Panoramica
Il chimico analista junior lavora nei laboratori di controllo qualita di aziende farmaceutiche, chimiche e alimentari, eseguendo analisi secondo farmacopea e normative GMP. Le aziende cercano neolaureati con esperienza pratica su HPLC, GC e spettrofotometria, capacita di gestire campioni e compilare documentazione conforme. Un CV che quantifica le analisi eseguite e dimostra conoscenza della farmacopea e delle linee guida ICH si distingue.
Questo CV appartiene a Martina, laureata in Chimica all'Universita di Pisa con iscrizione all'Albo. Ha completato uno stage di sei mesi nel laboratorio QC di Kedrion Biopharma, eseguendo 2.200 analisi secondo farmacopea europea.

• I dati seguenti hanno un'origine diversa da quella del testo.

impl ResolverOptions {
    pub fn from_build_options(options: &BuildOptions) -> Self {
        let mut aliases: Vec<(String, String)> = options
            .alias
            .iter()
            .map(|(key, value)| (key.clone(), value.clone()))
            .collect();
        aliases.sort_by(|a, b| b.0.len().cmp(&a.0.len()));
        ResolverOptions {
            platform: options.platform,
            working_dir: options.working_dir.clone(),
            externals: options
                .external
                .iter()
                .map(|pattern| ExternalPattern::parse(pattern))
                .collect(),
            aliases,
            custom_conditions: options.custom_conditions(),
            main_fields: options.main_fields(),
            extensions: options.resolve_extensions.clone(),
            node_paths: options
                .node_paths
                .iter()
                .map(|path| options.absolute(path))
                .collect(),
            tsconfig: options.tsconfig.as_ref().map(|path| options.absolute(path)),
        }
    }

    fn is_external(&self, specifier: &str) -> bool {
        self.externals.iter().any(|pattern| pattern.matches(specifier))
    }
}

type ManifestResult = Result<Option<Arc<PackageJson>>, String>;

/// Resolver state for one build.
pub struct ModuleResolver {
    fs: Arc<dyn FileSystem>,
    options: ResolverOptions,
    /// Cache of resolved modules keyed by importer directory, specifier and
    /// whether the `require` condition applies
    resolution_cache: FxHashMap<(PathBuf, String, bool), Result<Resolution, ResolutionFailure>>,
    /// package.json per directory (`Ok(None)` when the directory has none)
    manifest_cache: FxHashMap<PathBuf, ManifestResult>,
    /// Nearest tsconfig per directory
    tsconfig_cache: FxHashMap<PathBuf, Option<Arc<TsConfig>>>,
    explicit_tsconfig: Option<Arc<TsConfig>>,
}

impl fmt::Debug for ModuleResolver {
    fn fmt(&self, f: &mut fmt::Formatter<'_>) -> fmt::Result {
        f.debug_struct("ModuleResolver")
            .field("options", &self.options)
            .field("cached", &self.resolution_cache.len())
            .finish()
    }
}

/// Per-request context threaded through the resolution steps.
struct Request<'r> {
    specifier: &'r str,
    containing_file: String,
    span: Span,
    conditions: Vec<String>,
}

impl Request<'_> {
    fn not_found(&self, hint: Option<String>) -> ResolutionFailure {
        ResolutionFailure::NotFound {
            specifier: self.specifier.to_string(),
            containing_file: self.containing_file.clone(),
            span: self.span,
            hint,
        }
    }
}
//! Runtime helpers.
//!
//! Bundles that mix module systems need a few lines of glue: lazy
//! CommonJS closures, getter-based namespace objects, and conversions
//! between ESM namespaces and CommonJS `exports` objects. Each helper is
//! emitted at most once per chunk and only when something in the chunk
//! calls it; [`Helpers::with_dependencies`] adds the helpers a helper is
//! built from.

use bitflags::bitflags;

bitflags! {
    /// Runtime helpers a chunk needs.
    #[derive(Clone, Copy, Debug, Default, PartialEq, Eq, Hash)]
    pub struct Helpers: u16 {
        const CREATE = 1 << 0;
        const DEF_PROP = 1 << 1;
        const GET_PROTO_OF = 1 << 2;
        const HAS_OWN_PROP = 1 << 3;
        const GET_OWN_PROP_NAMES = 1 << 4;
        const GET_OWN_PROP_DESC = 1 << 5;
        const MARK_AS_MODULE = 1 << 6;
        const COMMON_JS = 1 << 7;
        const EXPORT = 1 << 8;
        const COPY_PROPS = 1 << 9;
        const RE_EXPORT = 1 << 10;
        const TO_ESM = 1 << 11;
        const TO_COMMON_JS = 1 << 12;
        const REQUIRE = 1 << 13;
    }
}

/// Emission order, name and text of every helper. Later helpers only
/// refer to earlier ones.
const HELPERS: &[(Helpers, &str, &str)] = &[
    (Helpers::CREATE, "__create", "var __create = Object.create;"),
    (
        Helpers::DEF_PROP,
        "__defProp",
        "var __defProp = Object.defineProperty;",
    ),
    (
        Helpers::GET_PROTO_OF,
        "__getProtoOf",
        "var __getProtoOf = Object.getPrototypeOf;",
    ),
    (
        Helpers::HAS_OWN_PROP,
        "__hasOwnProp",
        "var __hasOwnProp = Object.prototype.hasOwnProperty;",
    ),
    (
        Helpers::GET_OWN_PROP_NAMES,
        "__getOwnPropNames",
        "var __getOwnPropNames = Object.getOwnPropertyNames;",
    ),
    (
        Helpers::GET_OWN_PROP_DESC,
        "__getOwnPropDesc",
        "var __getOwnPropDesc = Object.getOwnPropertyDescriptor;",
    ),
    (
        Helpers::MARK_AS_MODULE,
        "__markAsModule",
        "var __markAsModule = (target) => __defProp(target, \"__esModule\", { value: true });",
    ),
    (
        Helpers::COMMON_JS,
        "__commonJS",
        "var __commonJS = (cb, mod) => function __require() {
  return mod || (0, cb[__getOwnPropNames(cb)[0]])((mod = { exports: {} }).exports, mod), mod.exports;
};",
    ),
    (
        Helpers::EXPORT,
        "__export",
        "var __export = (target, all) => {
  for (var name in all)
    __defProp(target, name, { get: all[name], enumerable: true });
};",
    ),
    (
        Helpers::COPY_PROPS,
        "__copyProps",
        "var __copyProps = (to, from, except, desc) => {
  if (from && typeof from === \"object\" || typeof from === \"function\") {
    for (let key of __getOwnPropNames(from))
      if (!__hasOwnProp.call(to, key) && key !== except)
        __defProp(to, key, { get: () => from[key], enumerable: !(desc = __getOwnPropDesc(from, key)) || desc.enumerable });
  }
  return to;
};",
    ),
    (
        Helpers::RE_EXPORT,
        "__reExport",
        "var __reExport = (target, mod) => __copyProps(target, mod, \"default\");",
    ),
    (
        Helpers::TO_ESM,
        "__toESM",
        "var __toESM = (mod, isNodeMode, target) => (target = mod != null ? __create(__getProtoOf(mod)) : {}, __copyProps(
  isNodeMode || !mod || !mod.__esModule ? __defProp(target, \"default\", { value: mod, enumerable: true }) : target,
  mod
));",
    ),
    (
        Helpers::TO_COMMON_JS,
        "__toCommonJS",
        "var __toCommonJS = (mod) => __copyProps(__defProp({}, \"__esModule\", { value: true }), mod);",
    ),
    (
        Helpers::REQUIRE,
        "__require",
        "var __require = typeof require !== \"undefined\" ? require : (x) => {
  throw Error('Dynamic require of \"' + x + '\" is not supported');
};",
    ),
];

impl Helpers {
    /// `self` plus every helper the selected ones call.
    pub fn with_dependencies(self) -> Helpers {
        let mut all = self;
        if all.contains(Helpers::TO_ESM) {
            all |= Helpers::CREATE | Helpers::GET_PROTO_OF | Helpers::DEF_PROP | Helpers::COPY_PROPS;
        }
        if all.intersects(Helpers::RE_EXPORT | Helpers::TO_COMMON_JS) {
            all |= Helpers::COPY_PROPS;
        }
        if all.contains(Helpers::TO_COMMON_JS) {
            all |= Helpers::DEF_PROP;
        }
        if all.contains(Helpers::COPY_PROPS) {
            all |= Helpers::DEF_PROP
                | Helpers::HAS_OWN_PROP
                | Helpers::GET_OWN_PROP_NAMES
                | Helpers::GET_OWN_PROP_DESC;
        }
        if all.contains(Helpers::COMMON_JS) {
            all |= Helpers::GET_OWN_PROP_NAMES;
        }
        if all.intersects(Helpers::EXPORT | Helpers::MARK_AS_MODULE) {
            all |= Helpers::DEF_PROP;
        }
        all
    }

    /// Source text of the selected helpers and their dependencies, one
    /// declaration per line group, in a fixed order.
    pub fn source(self) -> String {
        let all = self.with_dependencies();
        let mut out = String::new();
        for (flag, _, text) in HELPERS {
            if all.contains(*flag) {
                out.push_str(text);
                out.push('\n');
            }
        }
        out
    }
}

/// Names the helpers occupy in every chunk. User bindings are renamed
/// around them.
pub fn helper_names() -> impl Iterator<Item = &'static str> {
    HELPERS.iter().map(|(_, name, _)| *name)
}

#[cfg(test)]
mod tests {
    use super::*;

    #[test]
    fn test_no_helpers_no_text() {
        assert_eq!(Helpers::empty().source(), "");
    }

    #[test]
    fn test_to_esm_pulls_in_its_building_blocks() {
        let all = Helpers::TO_ESM.with_dependencies();
        assert!(all.contains(Helpers::COPY_PROPS));
        assert!(all.contains(Helpers::CREATE));
        assert!(all.contains(Helpers::GET_OWN_PROP_DESC));
        assert!(!all.contains(Helpers::COMMON_JS));
    }

    #[test]
    fn test_dependencies_are_declared_first() {
        let text = (Helpers::COMMON_JS | Helpers::EXPORT).source();
        let props = text.find("var __getOwnPropNames").unwrap();
        let common = text.find("var __commonJS").unwrap();
        let def = text.find("var __defProp").unwrap();
        let export = text.find("var __export").unwrap();
        assert!(props < common);
        assert!(def < export);
        assert!(!text.contains("__toESM"));
    }

    #[test]
    fn test_every_helper_name_is_declared_by_its_text() {
        for (_, name, text) in HELPERS {
            assert!(text.starts_with(&format!("var {} = ", name)), "{}", name);
        }
        assert!(helper_names().any(|name| name == "__require"));
    }
}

Cosa rende efficace questo curriculum
Il profilo apre con il volume operativo: 2.200 analisi, farmacopea europea, azienda biofarmaceutica. Chi seleziona vede una chimica con esperienza in un contesto regolato e volumi di lavoro significativi.
I bullet point coprono il flusso di lavoro QC: analisi (2.200 su materie prime e prodotti finiti), strumentazione (HPLC, GC, UV-Vis, Karl Fischer), gestione campioni (180 con 98% di puntualita nei rilasci), validazione metodi (2 secondo ICH Q2). La conformita ai criteri ICH dimostra competenza regolatoria.
Punti chiave
L'iscrizione all'Albo dei Chimici conferma l'abilitazione professionale. Le competenze elencano strumenti e normative specifiche: farmacopea europea, ICH Q2, GMP, LIMS.
Il tutoraggio di Chimica Analitica con il 94% di promossi al primo tentativo dimostra padronanza della materia. La tesi sullo sviluppo di un metodo HPLC per 4 principi attivi e direttamente coerente con il lavoro in QC farmaceutico.